((

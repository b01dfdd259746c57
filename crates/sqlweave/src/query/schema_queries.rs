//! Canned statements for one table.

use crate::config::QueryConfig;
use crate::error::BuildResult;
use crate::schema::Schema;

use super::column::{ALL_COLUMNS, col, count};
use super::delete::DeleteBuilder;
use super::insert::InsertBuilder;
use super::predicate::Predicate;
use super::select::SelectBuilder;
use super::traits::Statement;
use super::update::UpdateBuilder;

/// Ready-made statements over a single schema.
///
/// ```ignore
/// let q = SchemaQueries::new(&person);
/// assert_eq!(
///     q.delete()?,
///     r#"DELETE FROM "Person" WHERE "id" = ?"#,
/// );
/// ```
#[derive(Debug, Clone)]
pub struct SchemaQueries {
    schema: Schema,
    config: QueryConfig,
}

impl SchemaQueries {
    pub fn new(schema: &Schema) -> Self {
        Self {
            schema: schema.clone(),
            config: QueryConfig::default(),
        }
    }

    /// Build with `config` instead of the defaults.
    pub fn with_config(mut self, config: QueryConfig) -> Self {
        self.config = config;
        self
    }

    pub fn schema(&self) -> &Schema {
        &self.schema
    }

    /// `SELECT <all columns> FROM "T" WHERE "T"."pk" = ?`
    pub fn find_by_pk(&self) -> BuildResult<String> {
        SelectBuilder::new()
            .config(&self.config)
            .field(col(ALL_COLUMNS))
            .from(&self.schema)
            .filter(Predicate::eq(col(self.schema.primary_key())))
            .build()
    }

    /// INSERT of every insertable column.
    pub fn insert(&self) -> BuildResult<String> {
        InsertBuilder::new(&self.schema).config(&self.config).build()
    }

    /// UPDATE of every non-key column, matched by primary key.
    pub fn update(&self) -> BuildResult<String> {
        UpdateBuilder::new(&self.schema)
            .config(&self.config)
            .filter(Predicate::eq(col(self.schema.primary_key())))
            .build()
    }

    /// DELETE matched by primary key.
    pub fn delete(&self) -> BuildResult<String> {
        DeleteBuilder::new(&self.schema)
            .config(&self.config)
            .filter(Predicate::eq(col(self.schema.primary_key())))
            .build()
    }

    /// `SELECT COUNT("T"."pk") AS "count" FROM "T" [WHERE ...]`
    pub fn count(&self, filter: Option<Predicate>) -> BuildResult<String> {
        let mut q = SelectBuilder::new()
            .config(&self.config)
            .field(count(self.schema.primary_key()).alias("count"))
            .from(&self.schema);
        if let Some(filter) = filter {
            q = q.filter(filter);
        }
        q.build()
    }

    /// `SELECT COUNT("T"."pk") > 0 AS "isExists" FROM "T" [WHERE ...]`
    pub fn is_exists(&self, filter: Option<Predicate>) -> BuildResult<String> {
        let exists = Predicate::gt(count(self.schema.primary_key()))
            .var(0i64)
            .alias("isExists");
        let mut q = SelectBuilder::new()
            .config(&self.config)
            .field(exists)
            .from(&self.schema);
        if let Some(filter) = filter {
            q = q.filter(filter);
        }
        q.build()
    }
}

))
((

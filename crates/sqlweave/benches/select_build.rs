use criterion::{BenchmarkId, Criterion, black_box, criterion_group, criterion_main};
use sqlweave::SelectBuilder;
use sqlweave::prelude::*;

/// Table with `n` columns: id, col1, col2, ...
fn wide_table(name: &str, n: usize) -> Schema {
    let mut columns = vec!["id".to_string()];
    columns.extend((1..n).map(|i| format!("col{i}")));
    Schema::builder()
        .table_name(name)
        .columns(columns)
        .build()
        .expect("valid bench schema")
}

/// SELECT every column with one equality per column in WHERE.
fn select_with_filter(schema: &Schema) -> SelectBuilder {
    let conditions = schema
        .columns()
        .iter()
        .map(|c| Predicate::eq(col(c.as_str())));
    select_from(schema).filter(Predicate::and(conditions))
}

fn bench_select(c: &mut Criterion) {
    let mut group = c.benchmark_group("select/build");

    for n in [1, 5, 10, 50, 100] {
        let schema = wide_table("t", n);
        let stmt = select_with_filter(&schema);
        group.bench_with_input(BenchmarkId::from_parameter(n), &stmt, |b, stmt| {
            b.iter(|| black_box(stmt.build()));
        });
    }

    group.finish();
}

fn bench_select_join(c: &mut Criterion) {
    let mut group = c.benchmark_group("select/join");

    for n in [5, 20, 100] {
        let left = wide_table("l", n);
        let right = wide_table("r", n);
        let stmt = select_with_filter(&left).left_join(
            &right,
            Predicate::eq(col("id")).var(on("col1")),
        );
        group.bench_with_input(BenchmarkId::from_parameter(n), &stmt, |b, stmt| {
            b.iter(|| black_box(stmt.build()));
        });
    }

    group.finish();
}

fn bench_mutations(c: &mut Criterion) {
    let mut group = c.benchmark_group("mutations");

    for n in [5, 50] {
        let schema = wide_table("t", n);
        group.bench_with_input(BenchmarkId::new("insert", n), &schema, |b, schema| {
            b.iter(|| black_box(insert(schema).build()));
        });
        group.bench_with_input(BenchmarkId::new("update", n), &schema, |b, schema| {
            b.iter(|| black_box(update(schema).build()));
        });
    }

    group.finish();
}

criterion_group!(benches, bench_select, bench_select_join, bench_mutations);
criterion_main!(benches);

))
((

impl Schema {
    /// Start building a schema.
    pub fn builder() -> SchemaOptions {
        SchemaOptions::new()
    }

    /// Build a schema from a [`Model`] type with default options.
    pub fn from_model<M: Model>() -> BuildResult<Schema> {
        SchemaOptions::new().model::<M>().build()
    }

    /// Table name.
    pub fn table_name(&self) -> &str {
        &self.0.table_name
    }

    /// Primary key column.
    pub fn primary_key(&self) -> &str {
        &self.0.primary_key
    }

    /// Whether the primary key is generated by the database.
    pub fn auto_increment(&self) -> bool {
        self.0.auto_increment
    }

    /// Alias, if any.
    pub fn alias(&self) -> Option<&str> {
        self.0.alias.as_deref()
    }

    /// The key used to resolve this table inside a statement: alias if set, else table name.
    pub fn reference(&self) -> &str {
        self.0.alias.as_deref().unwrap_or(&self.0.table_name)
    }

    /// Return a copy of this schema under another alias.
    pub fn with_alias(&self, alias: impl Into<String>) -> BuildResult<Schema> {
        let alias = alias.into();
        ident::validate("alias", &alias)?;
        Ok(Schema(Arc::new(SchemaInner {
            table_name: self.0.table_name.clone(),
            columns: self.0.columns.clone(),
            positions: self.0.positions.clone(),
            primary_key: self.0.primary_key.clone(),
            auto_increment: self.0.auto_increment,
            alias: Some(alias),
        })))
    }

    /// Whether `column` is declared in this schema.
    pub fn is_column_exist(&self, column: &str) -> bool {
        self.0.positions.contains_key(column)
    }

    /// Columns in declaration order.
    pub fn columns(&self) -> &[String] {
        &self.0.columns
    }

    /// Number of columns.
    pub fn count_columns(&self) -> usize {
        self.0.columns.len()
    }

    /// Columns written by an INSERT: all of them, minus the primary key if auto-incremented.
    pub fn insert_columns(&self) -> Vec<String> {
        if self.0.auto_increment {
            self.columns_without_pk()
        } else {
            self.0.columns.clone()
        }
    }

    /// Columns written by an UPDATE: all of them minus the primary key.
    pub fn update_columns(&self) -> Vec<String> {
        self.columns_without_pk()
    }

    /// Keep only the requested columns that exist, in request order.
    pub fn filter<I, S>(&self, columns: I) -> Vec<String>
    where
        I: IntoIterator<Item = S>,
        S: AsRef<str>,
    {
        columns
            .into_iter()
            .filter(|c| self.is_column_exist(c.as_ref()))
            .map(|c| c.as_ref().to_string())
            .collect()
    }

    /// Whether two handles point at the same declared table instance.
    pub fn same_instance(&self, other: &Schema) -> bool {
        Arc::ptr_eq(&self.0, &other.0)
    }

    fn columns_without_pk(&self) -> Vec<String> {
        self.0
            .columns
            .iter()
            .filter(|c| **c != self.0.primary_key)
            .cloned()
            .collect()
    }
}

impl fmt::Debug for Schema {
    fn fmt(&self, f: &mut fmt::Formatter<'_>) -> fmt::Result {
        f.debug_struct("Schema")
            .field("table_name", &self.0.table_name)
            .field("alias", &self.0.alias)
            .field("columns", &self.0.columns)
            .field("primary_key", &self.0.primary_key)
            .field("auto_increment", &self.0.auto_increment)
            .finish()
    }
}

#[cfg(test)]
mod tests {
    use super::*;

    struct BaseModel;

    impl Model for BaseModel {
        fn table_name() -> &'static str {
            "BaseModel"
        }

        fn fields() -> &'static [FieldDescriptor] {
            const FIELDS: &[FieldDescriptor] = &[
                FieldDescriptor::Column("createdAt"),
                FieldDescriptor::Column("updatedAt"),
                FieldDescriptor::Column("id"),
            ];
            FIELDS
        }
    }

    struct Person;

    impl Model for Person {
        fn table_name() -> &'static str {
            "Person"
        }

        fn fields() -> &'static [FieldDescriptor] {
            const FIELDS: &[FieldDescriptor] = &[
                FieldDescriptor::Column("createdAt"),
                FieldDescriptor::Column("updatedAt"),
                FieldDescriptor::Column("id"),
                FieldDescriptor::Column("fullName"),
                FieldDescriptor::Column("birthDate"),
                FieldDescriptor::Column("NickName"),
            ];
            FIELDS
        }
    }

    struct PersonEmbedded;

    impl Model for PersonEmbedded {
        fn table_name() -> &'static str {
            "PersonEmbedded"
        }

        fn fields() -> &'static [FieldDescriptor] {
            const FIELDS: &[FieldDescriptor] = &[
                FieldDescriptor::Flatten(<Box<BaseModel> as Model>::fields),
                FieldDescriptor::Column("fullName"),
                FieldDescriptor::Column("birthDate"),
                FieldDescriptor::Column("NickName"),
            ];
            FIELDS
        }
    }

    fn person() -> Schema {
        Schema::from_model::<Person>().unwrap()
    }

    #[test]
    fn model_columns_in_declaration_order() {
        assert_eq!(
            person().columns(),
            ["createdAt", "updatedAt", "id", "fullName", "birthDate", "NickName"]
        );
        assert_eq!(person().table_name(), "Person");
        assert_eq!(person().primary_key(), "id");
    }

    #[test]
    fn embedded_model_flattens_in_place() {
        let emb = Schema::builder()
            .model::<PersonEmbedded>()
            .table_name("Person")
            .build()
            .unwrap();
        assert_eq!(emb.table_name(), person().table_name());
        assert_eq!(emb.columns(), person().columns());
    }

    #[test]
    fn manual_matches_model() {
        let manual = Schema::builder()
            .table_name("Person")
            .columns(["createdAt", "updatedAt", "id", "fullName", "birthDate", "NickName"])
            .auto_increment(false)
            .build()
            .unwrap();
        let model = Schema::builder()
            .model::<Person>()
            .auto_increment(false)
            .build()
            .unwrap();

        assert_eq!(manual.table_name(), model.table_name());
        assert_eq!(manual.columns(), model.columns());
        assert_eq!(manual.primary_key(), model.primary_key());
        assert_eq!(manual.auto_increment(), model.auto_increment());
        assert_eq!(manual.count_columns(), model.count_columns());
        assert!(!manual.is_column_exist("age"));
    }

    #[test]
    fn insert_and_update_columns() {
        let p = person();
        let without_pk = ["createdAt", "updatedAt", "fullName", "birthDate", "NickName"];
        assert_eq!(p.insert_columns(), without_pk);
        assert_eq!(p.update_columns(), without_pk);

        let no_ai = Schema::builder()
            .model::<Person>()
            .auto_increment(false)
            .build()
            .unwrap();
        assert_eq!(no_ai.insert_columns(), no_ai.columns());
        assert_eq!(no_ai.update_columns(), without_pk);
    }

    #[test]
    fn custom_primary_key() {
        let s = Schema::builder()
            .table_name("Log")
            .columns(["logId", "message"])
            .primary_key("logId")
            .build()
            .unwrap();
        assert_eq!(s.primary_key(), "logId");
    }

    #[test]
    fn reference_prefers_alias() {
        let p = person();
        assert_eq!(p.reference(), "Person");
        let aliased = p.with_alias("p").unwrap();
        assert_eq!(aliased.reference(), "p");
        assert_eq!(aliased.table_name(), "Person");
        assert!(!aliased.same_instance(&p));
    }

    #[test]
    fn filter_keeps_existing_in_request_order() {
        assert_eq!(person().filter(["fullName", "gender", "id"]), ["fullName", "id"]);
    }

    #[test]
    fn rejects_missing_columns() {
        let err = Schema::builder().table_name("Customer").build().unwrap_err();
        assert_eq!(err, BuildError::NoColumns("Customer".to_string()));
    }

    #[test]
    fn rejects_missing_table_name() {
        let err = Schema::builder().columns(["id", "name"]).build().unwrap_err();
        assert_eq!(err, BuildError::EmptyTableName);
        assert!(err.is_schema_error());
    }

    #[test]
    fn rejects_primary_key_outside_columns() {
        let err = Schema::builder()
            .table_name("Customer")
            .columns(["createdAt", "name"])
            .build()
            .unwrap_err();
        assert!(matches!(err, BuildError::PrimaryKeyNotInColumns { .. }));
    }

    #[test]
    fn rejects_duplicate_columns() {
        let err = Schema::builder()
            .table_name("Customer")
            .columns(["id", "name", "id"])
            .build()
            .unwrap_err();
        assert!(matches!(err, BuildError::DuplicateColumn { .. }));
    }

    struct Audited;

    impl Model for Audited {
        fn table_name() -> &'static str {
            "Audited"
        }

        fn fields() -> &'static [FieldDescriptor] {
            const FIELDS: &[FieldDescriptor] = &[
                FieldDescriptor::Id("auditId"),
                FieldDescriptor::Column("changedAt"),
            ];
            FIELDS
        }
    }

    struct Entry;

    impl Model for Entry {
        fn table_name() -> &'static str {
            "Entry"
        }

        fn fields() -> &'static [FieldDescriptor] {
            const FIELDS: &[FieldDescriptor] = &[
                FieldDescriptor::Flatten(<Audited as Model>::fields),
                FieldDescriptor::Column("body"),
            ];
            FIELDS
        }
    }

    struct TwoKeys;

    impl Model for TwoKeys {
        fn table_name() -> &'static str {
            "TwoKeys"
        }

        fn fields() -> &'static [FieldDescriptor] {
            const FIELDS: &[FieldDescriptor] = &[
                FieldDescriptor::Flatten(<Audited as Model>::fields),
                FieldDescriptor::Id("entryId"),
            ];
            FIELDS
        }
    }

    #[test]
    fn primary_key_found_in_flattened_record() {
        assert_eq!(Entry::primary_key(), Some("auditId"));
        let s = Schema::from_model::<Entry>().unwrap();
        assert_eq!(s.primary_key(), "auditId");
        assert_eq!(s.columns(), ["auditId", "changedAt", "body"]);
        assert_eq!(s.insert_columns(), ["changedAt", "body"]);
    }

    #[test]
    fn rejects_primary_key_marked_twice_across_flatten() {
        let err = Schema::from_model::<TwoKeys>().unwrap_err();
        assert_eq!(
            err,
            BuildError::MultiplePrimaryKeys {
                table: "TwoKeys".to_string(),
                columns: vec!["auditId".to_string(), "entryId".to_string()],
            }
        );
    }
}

))

What this task involves
Go through the listing above. Show each line where the word "BenchmarkId" is found.

Solution to the exercise
use criterion::{BenchmarkId, Criterion, black_box, criterion_group, criterion_main};
        group.bench_with_input(BenchmarkId::from_parameter(n), &stmt, |b, stmt| {
        group.bench_with_input(BenchmarkId::from_parameter(n), &stmt, |b, stmt| {
        group.bench_with_input(BenchmarkId::new("insert", n), &schema, |b, schema| {
        group.bench_with_input(BenchmarkId::new("update", n), &schema, |b, schema| {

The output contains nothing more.